Supplied material ::
------------------------

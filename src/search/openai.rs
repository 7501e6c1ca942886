//! OpenAI-compatible embedding client.
//!
//! Works against any server exposing `POST {base_url}/embeddings` with the
//! OpenAI request/response shape (OpenAI itself, or a local server hosting a
//! sentence-transformers model such as `all-MiniLM-L6-v2`).

use std::thread;
use std::time::Duration;

use anyhow::Context;
use reqwest::StatusCode;
use reqwest::blocking::Client;
use reqwest::header::{AUTHORIZATION, CONTENT_TYPE, HeaderMap, HeaderValue};
use serde::{Deserialize, Serialize};
use tracing::{debug, warn};

use crate::error::{FfcsError, Result};
use crate::search::embeddings::{Embedder, ensure_dims};

/// Blocking embeddings client.
#[derive(Debug, Clone)]
pub struct OpenAiEmbedder {
    client: Client,
    endpoint: String,
    model: String,
    dims: usize,
    max_retries: usize,
    batch_size: usize,
}

impl OpenAiEmbedder {
    /// Build a client. `api_key` may be empty for local servers without auth.
    pub fn new(
        api_key: &str,
        base_url: &str,
        model: &str,
        dims: usize,
        timeout: Duration,
        max_retries: usize,
        batch_size: usize,
    ) -> Result<Self> {
        if model.trim().is_empty() {
            return Err(FfcsError::Config("missing embedding model name".to_string()));
        }
        if dims == 0 {
            return Err(FfcsError::Config("embedding dims must be positive".to_string()));
        }

        let mut headers = HeaderMap::new();
        if !api_key.trim().is_empty() {
            let auth = format!("Bearer {}", api_key.trim());
            let value = HeaderValue::from_str(&auth)
                .map_err(|err| FfcsError::Config(format!("invalid embedding API key: {err}")))?;
            headers.insert(AUTHORIZATION, value);
        }
        headers.insert(CONTENT_TYPE, HeaderValue::from_static("application/json"));

        let client = Client::builder()
            .timeout(timeout)
            .default_headers(headers)
            .build()
            .map_err(|err| FfcsError::Embedding(format!("build HTTP client: {err}")))?;

        Ok(Self {
            client,
            endpoint: format!("{}/embeddings", base_url.trim_end_matches('/')),
            model: model.to_string(),
            dims,
            max_retries: max_retries.max(1),
            batch_size: batch_size.max(1),
        })
    }

    fn request(&self, inputs: &[&str]) -> anyhow::Result<Vec<Vec<f32>>> {
        let mut attempt = 0usize;
        loop {
            let body = EmbeddingRequest {
                model: &self.model,
                input: inputs,
            };
            match self.client.post(&self.endpoint).json(&body).send() {
                Ok(resp) => {
                    let status = resp.status();
                    if status.is_success() {
                        let mut parsed: EmbeddingResponse = resp
                            .json()
                            .context("failed to parse embedding response")?;
                        parsed.data.sort_by_key(|entry| entry.index);
                        anyhow::ensure!(
                            parsed.data.len() == inputs.len(),
                            "provider returned {} embeddings for {} inputs",
                            parsed.data.len(),
                            inputs.len()
                        );
                        return Ok(parsed.data.into_iter().map(|entry| entry.embedding).collect());
                    }

                    let text = resp
                        .text()
                        .unwrap_or_else(|_| "<body unavailable>".to_string());
                    if should_retry(status) && attempt + 1 < self.max_retries {
                        attempt += 1;
                        warn!(%status, attempt, "embedding request failed, retrying");
                        thread::sleep(retry_backoff(attempt));
                        continue;
                    }
                    anyhow::bail!("embedding request failed ({status}): {text}");
                }
                Err(err) => {
                    if is_retryable(&err) && attempt + 1 < self.max_retries {
                        attempt += 1;
                        warn!(error = %err, attempt, "embedding transport error, retrying");
                        thread::sleep(retry_backoff(attempt));
                        continue;
                    }
                    return Err(err).context(format!("POST {}", self.endpoint));
                }
            }
        }
    }
}

impl Embedder for OpenAiEmbedder {
    fn embed(&self, text: &str) -> Result<Vec<f32>> {
        let mut vectors = self.embed_batch(&[text])?;
        vectors
            .pop()
            .ok_or_else(|| FfcsError::Embedding("provider returned no embedding".to_string()))
    }

    fn embed_batch(&self, texts: &[&str]) -> Result<Vec<Vec<f32>>> {
        let mut out = Vec::with_capacity(texts.len());
        for chunk in texts.chunks(self.batch_size) {
            debug!(batch = chunk.len(), model = %self.model, "requesting embeddings");
            let vectors = self
                .request(chunk)
                .map_err(|err| FfcsError::Embedding(format!("{err:#}")))?;
            for vector in &vectors {
                ensure_dims(self.dims, vector)?;
            }
            out.extend(vectors);
        }
        Ok(out)
    }

    fn dims(&self) -> usize {
        self.dims
    }

    fn name(&self) -> &str {
        "openai"
    }
}

fn should_retry(status: StatusCode) -> bool {
    status == StatusCode::TOO_MANY_REQUESTS || status.is_server_error()
}

fn is_retryable(err: &reqwest::Error) -> bool {
    err.is_timeout() || err.is_connect() || err.is_body() || err.is_request()
}

fn retry_backoff(attempt: usize) -> Duration {
    #[allow(clippy::cast_possible_truncation)]
    let capped = attempt.min(5) as u32;
    Duration::from_millis(100 * (1 << capped))
}

#[derive(Serialize)]
struct EmbeddingRequest<'a> {
    model: &'a str,
    input: &'a [&'a str],
}

#[derive(Debug, Deserialize)]
struct EmbeddingResponse {
    data: Vec<EmbeddingData>,
}

#[derive(Debug, Deserialize)]
struct EmbeddingData {
    embedding: Vec<f32>,
    index: usize,
}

------------------------

Exercise details :: Where does the string "insert" appear in the records above? Show every line that holds it.

Exercise solution ::
            headers.insert(AUTHORIZATION, value);
        headers.insert(CONTENT_TYPE, HeaderValue::from_static("application/json"));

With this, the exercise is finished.